• Problem to solve
For the word "ProductFilter", search the records and show each line in which it occurs.

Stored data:
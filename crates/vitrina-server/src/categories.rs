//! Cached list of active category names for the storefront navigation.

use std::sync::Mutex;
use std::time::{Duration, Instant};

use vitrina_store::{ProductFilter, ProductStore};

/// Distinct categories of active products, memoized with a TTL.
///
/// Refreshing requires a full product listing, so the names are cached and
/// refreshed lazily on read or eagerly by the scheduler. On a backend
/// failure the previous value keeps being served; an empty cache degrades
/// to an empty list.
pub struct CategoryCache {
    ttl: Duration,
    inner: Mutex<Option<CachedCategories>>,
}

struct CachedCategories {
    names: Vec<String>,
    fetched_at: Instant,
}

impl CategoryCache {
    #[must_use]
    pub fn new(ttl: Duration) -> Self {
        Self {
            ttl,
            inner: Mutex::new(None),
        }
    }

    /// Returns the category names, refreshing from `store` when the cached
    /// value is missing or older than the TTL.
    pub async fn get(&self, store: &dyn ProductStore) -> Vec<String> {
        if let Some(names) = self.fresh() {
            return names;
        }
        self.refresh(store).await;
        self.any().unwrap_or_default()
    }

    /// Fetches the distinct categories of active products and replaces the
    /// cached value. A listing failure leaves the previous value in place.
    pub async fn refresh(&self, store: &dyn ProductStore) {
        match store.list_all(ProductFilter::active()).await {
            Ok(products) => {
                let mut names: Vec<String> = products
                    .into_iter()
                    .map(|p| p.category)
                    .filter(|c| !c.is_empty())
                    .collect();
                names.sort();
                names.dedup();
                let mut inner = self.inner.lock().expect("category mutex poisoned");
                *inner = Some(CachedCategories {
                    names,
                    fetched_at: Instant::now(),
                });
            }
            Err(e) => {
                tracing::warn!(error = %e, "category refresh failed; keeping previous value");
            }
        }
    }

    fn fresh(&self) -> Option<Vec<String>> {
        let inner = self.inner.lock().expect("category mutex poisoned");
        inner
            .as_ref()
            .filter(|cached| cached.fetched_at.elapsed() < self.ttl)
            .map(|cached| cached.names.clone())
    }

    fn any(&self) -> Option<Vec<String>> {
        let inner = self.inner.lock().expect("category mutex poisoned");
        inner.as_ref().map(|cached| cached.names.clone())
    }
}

...

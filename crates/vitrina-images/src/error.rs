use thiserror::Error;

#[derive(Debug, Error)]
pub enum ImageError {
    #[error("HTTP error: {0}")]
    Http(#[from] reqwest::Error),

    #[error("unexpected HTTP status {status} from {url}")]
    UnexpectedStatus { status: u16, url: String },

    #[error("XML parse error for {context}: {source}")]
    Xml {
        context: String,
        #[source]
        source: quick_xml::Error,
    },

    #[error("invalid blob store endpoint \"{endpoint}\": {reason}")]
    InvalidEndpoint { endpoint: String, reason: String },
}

• Solution to the exercise
use vitrina_store::{ProductFilter, ProductStore};
        match store.list_all(ProductFilter::active()).await {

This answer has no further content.